** Work task **
Using the records that appear below, write out exactly the lines from the one with "filename services/api/migration/src/lib.rs" through the one with "impl ActiveModelBehavior for", keeping both end lines.

** Recorded data **
^^^^^^^^

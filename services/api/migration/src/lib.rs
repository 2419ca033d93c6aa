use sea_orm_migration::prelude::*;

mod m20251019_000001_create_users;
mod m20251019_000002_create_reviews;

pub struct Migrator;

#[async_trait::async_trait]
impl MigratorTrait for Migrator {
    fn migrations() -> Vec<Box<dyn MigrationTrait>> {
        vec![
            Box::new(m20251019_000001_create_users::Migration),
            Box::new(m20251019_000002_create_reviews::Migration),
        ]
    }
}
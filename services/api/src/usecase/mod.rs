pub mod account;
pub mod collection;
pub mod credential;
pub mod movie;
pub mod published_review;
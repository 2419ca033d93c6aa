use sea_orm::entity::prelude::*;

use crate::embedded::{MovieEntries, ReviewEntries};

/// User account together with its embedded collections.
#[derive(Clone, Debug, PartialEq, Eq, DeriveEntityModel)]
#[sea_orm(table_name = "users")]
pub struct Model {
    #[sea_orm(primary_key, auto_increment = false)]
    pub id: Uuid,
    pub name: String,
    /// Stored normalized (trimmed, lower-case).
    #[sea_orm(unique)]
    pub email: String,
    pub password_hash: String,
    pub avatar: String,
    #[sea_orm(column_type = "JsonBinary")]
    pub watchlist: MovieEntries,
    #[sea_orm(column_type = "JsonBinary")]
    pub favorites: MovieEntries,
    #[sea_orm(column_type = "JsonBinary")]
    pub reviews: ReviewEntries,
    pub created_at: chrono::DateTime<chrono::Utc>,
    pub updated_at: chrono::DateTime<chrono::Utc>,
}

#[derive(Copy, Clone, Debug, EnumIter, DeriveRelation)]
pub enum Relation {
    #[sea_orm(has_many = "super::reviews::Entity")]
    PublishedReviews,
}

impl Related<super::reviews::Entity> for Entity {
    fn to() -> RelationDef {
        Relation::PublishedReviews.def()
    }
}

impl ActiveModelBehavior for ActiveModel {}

^^^^^^^^

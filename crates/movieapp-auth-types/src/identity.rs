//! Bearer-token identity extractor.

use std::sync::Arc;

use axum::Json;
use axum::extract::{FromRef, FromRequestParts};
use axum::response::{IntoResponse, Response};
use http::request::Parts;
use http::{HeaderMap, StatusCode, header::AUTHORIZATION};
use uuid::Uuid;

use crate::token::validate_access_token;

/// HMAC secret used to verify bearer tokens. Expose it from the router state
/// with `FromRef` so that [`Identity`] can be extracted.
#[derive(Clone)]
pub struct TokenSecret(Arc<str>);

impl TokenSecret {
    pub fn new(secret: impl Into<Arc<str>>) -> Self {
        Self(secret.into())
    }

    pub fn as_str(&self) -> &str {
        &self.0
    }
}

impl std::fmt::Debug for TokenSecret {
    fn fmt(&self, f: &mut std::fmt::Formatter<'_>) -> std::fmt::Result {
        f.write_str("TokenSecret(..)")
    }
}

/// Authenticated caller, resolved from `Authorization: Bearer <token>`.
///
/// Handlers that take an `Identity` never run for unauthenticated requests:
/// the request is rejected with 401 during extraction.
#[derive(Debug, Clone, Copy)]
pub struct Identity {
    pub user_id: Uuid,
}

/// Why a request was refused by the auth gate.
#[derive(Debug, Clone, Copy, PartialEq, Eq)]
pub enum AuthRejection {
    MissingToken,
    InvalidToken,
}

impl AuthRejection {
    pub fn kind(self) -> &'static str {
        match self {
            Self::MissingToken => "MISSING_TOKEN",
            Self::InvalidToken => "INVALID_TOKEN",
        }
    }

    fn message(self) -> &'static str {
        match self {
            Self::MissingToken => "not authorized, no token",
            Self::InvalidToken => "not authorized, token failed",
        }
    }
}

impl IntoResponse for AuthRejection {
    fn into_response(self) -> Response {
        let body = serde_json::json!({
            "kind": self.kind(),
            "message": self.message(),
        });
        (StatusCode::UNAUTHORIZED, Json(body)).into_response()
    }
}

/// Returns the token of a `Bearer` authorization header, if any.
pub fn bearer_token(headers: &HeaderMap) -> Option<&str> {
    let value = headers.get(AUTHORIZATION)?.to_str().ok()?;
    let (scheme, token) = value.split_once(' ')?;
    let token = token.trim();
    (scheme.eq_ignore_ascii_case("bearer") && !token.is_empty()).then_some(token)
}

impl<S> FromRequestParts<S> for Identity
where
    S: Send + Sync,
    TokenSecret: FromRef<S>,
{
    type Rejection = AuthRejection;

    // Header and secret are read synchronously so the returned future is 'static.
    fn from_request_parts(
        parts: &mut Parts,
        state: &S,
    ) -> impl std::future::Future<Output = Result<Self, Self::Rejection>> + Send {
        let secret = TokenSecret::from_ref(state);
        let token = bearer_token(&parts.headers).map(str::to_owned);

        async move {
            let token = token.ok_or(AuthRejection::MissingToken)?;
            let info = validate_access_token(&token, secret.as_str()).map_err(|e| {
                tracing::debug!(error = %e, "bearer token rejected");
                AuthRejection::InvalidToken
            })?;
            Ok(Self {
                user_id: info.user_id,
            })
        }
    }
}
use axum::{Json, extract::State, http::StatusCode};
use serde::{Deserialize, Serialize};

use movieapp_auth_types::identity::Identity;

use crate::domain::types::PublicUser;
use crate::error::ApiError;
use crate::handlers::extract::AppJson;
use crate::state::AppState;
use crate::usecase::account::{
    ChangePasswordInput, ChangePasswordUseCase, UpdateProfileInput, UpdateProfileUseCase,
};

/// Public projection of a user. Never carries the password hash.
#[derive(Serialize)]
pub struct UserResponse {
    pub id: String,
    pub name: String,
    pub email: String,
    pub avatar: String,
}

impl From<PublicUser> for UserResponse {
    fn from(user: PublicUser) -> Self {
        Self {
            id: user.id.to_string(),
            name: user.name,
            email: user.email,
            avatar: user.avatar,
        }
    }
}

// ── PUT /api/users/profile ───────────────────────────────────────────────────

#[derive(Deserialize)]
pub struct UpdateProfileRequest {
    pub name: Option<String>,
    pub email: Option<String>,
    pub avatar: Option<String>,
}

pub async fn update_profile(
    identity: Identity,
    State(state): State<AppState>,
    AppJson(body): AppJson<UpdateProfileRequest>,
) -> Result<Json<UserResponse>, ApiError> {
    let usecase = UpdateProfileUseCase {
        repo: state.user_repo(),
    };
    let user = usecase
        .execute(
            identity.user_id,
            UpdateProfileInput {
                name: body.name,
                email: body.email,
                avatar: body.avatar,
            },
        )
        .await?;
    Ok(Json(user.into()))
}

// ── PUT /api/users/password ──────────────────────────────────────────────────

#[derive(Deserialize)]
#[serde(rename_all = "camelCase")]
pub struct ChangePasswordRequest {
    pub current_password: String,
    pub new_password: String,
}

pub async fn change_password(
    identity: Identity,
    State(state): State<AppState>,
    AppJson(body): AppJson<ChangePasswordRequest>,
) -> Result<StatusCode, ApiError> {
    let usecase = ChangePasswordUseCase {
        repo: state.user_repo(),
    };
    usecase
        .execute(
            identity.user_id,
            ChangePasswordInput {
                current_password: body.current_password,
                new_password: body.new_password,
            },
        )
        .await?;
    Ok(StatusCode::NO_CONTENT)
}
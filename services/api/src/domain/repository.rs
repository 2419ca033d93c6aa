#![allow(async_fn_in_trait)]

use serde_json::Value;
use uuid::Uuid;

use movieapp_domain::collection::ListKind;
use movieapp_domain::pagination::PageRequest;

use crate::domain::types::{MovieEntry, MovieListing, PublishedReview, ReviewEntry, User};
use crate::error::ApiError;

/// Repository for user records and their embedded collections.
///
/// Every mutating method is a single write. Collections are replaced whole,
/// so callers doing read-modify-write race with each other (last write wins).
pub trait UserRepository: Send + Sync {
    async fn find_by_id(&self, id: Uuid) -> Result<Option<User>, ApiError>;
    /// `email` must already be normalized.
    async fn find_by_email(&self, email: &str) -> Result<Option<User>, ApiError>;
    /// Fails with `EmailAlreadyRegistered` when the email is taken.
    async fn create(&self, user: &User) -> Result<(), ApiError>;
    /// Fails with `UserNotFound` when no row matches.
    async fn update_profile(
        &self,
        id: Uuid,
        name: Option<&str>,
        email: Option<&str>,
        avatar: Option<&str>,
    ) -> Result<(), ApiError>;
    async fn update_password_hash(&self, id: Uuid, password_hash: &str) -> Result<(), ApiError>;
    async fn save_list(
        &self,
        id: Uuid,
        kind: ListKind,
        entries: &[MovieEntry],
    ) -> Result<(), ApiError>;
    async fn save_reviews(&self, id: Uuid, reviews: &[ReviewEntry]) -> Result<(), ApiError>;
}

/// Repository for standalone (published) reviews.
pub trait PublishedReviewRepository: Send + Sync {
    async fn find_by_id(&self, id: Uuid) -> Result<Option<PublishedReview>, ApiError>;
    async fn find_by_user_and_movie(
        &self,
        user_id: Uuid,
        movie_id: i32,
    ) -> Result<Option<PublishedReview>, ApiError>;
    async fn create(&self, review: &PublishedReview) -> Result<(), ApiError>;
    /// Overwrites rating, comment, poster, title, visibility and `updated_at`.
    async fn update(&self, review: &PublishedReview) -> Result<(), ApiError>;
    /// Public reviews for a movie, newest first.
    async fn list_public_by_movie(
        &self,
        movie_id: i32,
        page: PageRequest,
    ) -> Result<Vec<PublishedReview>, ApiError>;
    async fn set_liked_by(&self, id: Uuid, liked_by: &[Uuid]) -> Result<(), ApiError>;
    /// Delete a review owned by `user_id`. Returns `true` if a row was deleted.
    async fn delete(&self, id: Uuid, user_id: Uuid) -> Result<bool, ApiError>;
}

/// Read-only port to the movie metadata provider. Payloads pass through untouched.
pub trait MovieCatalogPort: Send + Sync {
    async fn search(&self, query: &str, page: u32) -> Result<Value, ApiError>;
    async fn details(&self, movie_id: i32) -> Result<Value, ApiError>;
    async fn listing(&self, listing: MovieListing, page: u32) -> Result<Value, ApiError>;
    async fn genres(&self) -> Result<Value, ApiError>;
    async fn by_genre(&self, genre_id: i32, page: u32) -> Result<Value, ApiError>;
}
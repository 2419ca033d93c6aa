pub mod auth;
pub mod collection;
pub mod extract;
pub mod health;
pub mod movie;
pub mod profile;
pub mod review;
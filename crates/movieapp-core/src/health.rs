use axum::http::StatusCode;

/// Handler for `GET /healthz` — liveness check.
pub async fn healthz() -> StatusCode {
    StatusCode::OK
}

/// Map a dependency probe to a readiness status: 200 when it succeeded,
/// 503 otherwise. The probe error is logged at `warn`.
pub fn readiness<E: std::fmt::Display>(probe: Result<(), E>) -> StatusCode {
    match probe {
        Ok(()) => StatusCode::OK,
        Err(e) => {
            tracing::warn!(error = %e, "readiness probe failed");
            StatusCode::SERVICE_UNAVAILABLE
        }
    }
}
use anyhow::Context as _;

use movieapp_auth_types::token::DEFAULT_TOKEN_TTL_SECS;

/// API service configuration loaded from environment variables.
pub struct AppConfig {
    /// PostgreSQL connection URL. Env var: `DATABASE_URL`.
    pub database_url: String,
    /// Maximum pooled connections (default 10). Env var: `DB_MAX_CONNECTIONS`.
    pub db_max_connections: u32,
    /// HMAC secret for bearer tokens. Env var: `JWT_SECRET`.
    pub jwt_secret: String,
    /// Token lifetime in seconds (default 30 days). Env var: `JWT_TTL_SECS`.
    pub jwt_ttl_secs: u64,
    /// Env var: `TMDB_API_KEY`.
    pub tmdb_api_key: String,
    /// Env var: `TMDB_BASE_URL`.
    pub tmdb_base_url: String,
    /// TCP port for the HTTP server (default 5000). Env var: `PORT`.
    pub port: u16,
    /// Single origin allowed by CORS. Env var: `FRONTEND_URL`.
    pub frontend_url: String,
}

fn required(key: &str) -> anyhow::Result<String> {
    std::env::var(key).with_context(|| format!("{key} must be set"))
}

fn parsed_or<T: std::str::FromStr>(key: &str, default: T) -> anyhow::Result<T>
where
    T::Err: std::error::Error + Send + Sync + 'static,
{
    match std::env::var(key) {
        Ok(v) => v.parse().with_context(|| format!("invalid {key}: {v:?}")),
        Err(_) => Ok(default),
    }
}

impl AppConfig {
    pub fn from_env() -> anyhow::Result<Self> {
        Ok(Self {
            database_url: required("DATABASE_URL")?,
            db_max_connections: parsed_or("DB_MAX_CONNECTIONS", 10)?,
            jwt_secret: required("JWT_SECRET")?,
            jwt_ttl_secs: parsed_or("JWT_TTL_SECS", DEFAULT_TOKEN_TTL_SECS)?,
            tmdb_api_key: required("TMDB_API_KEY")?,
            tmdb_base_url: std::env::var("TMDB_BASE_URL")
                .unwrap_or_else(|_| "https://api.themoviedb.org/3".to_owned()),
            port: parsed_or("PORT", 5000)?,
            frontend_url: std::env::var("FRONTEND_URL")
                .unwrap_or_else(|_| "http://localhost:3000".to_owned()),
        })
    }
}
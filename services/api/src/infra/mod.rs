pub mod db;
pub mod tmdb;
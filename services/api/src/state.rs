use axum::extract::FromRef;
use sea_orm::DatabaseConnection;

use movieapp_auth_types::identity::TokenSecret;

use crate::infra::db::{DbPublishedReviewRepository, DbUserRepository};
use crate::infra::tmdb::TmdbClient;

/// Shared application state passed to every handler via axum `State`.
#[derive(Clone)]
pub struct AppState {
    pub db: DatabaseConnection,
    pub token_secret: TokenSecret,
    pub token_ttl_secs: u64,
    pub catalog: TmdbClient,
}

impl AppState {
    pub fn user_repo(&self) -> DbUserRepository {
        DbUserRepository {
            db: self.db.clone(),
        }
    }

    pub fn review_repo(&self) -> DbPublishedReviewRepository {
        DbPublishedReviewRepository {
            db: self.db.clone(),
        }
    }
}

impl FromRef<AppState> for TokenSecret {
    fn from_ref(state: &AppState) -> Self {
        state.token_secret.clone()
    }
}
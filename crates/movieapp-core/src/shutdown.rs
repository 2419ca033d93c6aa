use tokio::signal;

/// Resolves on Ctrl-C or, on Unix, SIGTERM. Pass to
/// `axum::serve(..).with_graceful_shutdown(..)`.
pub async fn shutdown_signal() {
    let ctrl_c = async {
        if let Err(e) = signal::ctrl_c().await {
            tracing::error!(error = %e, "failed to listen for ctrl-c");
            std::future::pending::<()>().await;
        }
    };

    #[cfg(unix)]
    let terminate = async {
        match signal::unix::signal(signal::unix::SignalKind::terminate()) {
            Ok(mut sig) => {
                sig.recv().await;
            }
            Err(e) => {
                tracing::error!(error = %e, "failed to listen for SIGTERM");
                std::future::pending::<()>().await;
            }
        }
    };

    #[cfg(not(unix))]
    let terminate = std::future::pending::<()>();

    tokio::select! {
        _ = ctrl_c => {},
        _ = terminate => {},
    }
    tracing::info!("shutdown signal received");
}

^^^^^^^^

** Completed task **
filename services/api/migration/src/lib.rs
repository 2419ca033d93c6aa
use sea_orm_migration::prelude::*;

mod m20251019_000001_create_users;
mod m20251019_000002_create_reviews;

pub struct Migrator;

#[async_trait::async_trait]
impl MigratorTrait for Migrator {
    fn migrations() -> Vec<Box<dyn MigrationTrait>> {
        vec![
            Box::new(m20251019_000001_create_users::Migration),
            Box::new(m20251019_000002_create_reviews::Migration),
        ]
    }
}
filename services/api/src/usecase/mod.rs
pub mod account;
pub mod collection;
pub mod credential;
pub mod movie;
pub mod published_review;
repository 2419ca033d93c6aa
use sea_orm::entity::prelude::*;

use crate::embedded::{MovieEntries, ReviewEntries};

/// User account together with its embedded collections.
#[derive(Clone, Debug, PartialEq, Eq, DeriveEntityModel)]
#[sea_orm(table_name = "users")]
pub struct Model {
    #[sea_orm(primary_key, auto_increment = false)]
    pub id: Uuid,
    pub name: String,
    /// Stored normalized (trimmed, lower-case).
    #[sea_orm(unique)]
    pub email: String,
    pub password_hash: String,
    pub avatar: String,
    #[sea_orm(column_type = "JsonBinary")]
    pub watchlist: MovieEntries,
    #[sea_orm(column_type = "JsonBinary")]
    pub favorites: MovieEntries,
    #[sea_orm(column_type = "JsonBinary")]
    pub reviews: ReviewEntries,
    pub created_at: chrono::DateTime<chrono::Utc>,
    pub updated_at: chrono::DateTime<chrono::Utc>,
}

#[derive(Copy, Clone, Debug, EnumIter, DeriveRelation)]
pub enum Relation {
    #[sea_orm(has_many = "super::reviews::Entity")]
    PublishedReviews,
}

impl Related<super::reviews::Entity> for Entity {
    fn to() -> RelationDef {
        Relation::PublishedReviews.def()
    }
}

impl ActiveModelBehavior for ActiveModel {}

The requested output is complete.